Reproduce the opening lines of the records exactly, up to and including the line in which "values they return." occurs.

▼

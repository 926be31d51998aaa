// The response heuristic - decides whether a message deserves an echo and
// how repetitive it is.

use super::responder_models::{HeuristicConfig, ResponseDecision};
use std::collections::HashMap;

/// Pure text analysis: message content plus author nickname in, decision out.
///
/// Implementations must be deterministic and free of side effects; the
/// responder only branches on the two values they return.
pub trait ResponseHeuristic: Send + Sync {
    fn evaluate(&self, content: &str, nickname: &str) -> ResponseDecision;
}

/// Echoes messages made up of a single trigger word, however many times it is repeated.
pub struct RepetitionHeuristic {
    triggers: Vec<String>,
    max_repetitions: u32,
}

impl RepetitionHeuristic {
    pub fn new(config: HeuristicConfig) -> Self {
        let triggers = config
            .triggers
            .iter()
            .map(|t| t.trim().to_lowercase())
            .filter(|t| !t.is_empty())
            .collect();

        Self {
            triggers,
            max_repetitions: config.max_repetitions,
        }
    }

    /// Lowercased words with surrounding punctuation stripped.
    fn words(content: &str) -> Vec<String> {
        content
            .split_whitespace()
            .map(|w| w.trim_matches(|c: char| !c.is_alphanumeric()).to_lowercase())
            .filter(|w| !w.is_empty())
            .collect()
    }

    /// Occurrences of the most frequent word.
    fn dominant_count(words: &[String]) -> u32 {
        let mut counts: HashMap<&str, u32> = HashMap::new();
        for word in words {
            *counts.entry(word.as_str()).or_insert(0) += 1;
        }
        counts.values().copied().max().unwrap_or(0)
    }
}

impl Default for RepetitionHeuristic {
    fn default() -> Self {
        Self::new(HeuristicConfig::default())
    }
}

impl ResponseHeuristic for RepetitionHeuristic {
    fn evaluate(&self, content: &str, nickname: &str) -> ResponseDecision {
        let words = Self::words(content);
        let count = Self::dominant_count(&words);

        let Some(first) = words.first() else {
            return ResponseDecision::silent(0);
        };

        let single_word = words.iter().all(|w| w == first);
        if !single_word || !self.triggers.contains(first) || count > self.max_repetitions {
            return ResponseDecision::silent(count);
        }

        let shout = vec![first.to_uppercase(); count as usize].join(" ");
        ResponseDecision::reply(format!("{} says {}", nickname, shout), count)
    }
}

#[cfg(test)]
mod tests {
    use super::*;

    #[test]
    fn single_trigger_is_echoed() {
        let heuristic = RepetitionHeuristic::default();

        let decision = heuristic.evaluate("ok", "Alice");

        assert_eq!(decision.text(), Some("Alice says OK"));
        assert_eq!(decision.repetition_count, 1);
    }

    #[test]
    fn repeated_trigger_counts_every_occurrence() {
        let heuristic = RepetitionHeuristic::default();

        let decision = heuristic.evaluate("OK ok! ok...", "Bob");

        assert_eq!(decision.text(), Some("Bob says OK OK OK"));
        assert_eq!(decision.repetition_count, 3);
    }

    #[test]
    fn ordinary_text_gets_no_reply() {
        let heuristic = RepetitionHeuristic::default();

        let decision = heuristic.evaluate("hello hello world", "Alice");

        assert_eq!(decision.text(), None);
        assert_eq!(decision.repetition_count, 2);
    }

    #[test]
    fn trigger_mixed_with_other_words_is_ignored() {
        let heuristic = RepetitionHeuristic::default();

        let decision = heuristic.evaluate("ok then", "Alice");

        assert_eq!(decision.text(), None);
        assert_eq!(decision.repetition_count, 1);
    }

    #[test]
    fn empty_or_punctuation_only_content_counts_zero() {
        let heuristic = RepetitionHeuristic::default();

        assert_eq!(heuristic.evaluate("", "Alice"), ResponseDecision::silent(0));
        assert_eq!(heuristic.evaluate("?!  ...", "Alice"), ResponseDecision::silent(0));
    }

    #[test]
    fn repetitions_above_the_cap_are_left_alone() {
        let heuristic = RepetitionHeuristic::new(HeuristicConfig {
            triggers: vec!["ok".to_string()],
            max_repetitions: 3,
        });

        let decision = heuristic.evaluate("ok ok ok ok", "Alice");

        assert_eq!(decision.text(), None);
        assert_eq!(decision.repetition_count, 4);
    }

    #[test]
    fn custom_triggers_are_normalised() {
        let heuristic = RepetitionHeuristic::new(HeuristicConfig {
            triggers: vec!["  Yes ".to_string(), "".to_string()],
            max_repetitions: 10,
        });

        assert_eq!(heuristic.evaluate("yes", "Carol").text(), Some("Carol says YES"));
        assert_eq!(heuristic.evaluate("ok", "Carol").text(), None);
    }

    #[test]
    fn evaluation_is_deterministic() {
        let heuristic = RepetitionHeuristic::default();

        let first = heuristic.evaluate("k k", "Dave");
        let second = heuristic.evaluate("k k", "Dave");

        assert_eq!(first, second);
    }
}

▲

- [Answer for the task]
repository 926be31d51998aaa
// The response heuristic - decides whether a message deserves an echo and
// how repetitive it is.

use super::responder_models::{HeuristicConfig, ResponseDecision};
use std::collections::HashMap;

/// Pure text analysis: message content plus author nickname in, decision out.
///
/// Implementations must be deterministic and free of side effects; the
/// responder only branches on the two values they return.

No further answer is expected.